* [ASSIGNMENT]:
The first line of the data below and every line after it, through the one with "pub const MAX_SAMPLE_RATE: u32 = 384_000;", must be transcribed without change.

* [MATERIAL TO PROCESS]:
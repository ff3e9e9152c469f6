//! Processing setup - sample rate and block size limits

use crate::error::{EngineError, EngineResult};

/// Maximum block size to pre-allocate (covers typical host configurations)
/// Common values: 64, 128, 256, 512, 1024, 2048, 4096 frames
pub const MAX_BUFFER_SIZE: usize = 8192;

/// Default block size when none is configured (frames)
pub const DEFAULT_BUFFER_SIZE: usize = 512;

/// Default sample rate (48kHz)
pub const DEFAULT_SAMPLE_RATE: u32 = 48000;

/// Supported sample rate range in Hz
pub const MIN_SAMPLE_RATE: u32 = 8000;
pub const MAX_SAMPLE_RATE: u32 = 384_000;

/// Sample rate and block size for a processing session
#[derive(Debug, Clone, Copy, PartialEq, Eq)]
pub struct ProcessSetup {
    pub sample_rate: u32,
    /// Largest block the host will pass; scratch buffers are sized to this
    pub max_block_size: usize,
}

impl ProcessSetup {
    pub fn new(sample_rate: u32, max_block_size: usize) -> Self {
        Self {
            sample_rate,
            max_block_size,
        }
    }

    /// Check that the engine can run with this setup
    pub fn validate(&self) -> EngineResult<()> {
        if !(MIN_SAMPLE_RATE..=MAX_SAMPLE_RATE).contains(&self.sample_rate) {
            return Err(EngineError::InvalidSampleRate(self.sample_rate));
        }
        validate_block_size(self.max_block_size)
    }

    /// Block duration in milliseconds
    pub fn block_ms(&self) -> f32 {
        self.max_block_size as f32 / self.sample_rate as f32 * 1000.0
    }
}

impl Default for ProcessSetup {
    fn default() -> Self {
        Self::new(DEFAULT_SAMPLE_RATE, DEFAULT_BUFFER_SIZE)
    }
}

pub(crate) fn validate_block_size(size: usize) -> EngineResult<()> {
    if size == 0 || size > MAX_BUFFER_SIZE {
        return Err(EngineError::InvalidBlockSize {
            size,
            max: MAX_BUFFER_SIZE,
        });
    }
    Ok(())
}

* [RESULT]:
repository ff3e9e9152c469f6
//! Processing setup - sample rate and block size limits

use crate::error::{EngineError, EngineResult};

/// Maximum block size to pre-allocate (covers typical host configurations)
/// Common values: 64, 128, 256, 512, 1024, 2048, 4096 frames
pub const MAX_BUFFER_SIZE: usize = 8192;

/// Default block size when none is configured (frames)
pub const DEFAULT_BUFFER_SIZE: usize = 512;

/// Default sample rate (48kHz)
pub const DEFAULT_SAMPLE_RATE: u32 = 48000;

/// Supported sample rate range in Hz
pub const MIN_SAMPLE_RATE: u32 = 8000;
pub const MAX_SAMPLE_RATE: u32 = 384_000;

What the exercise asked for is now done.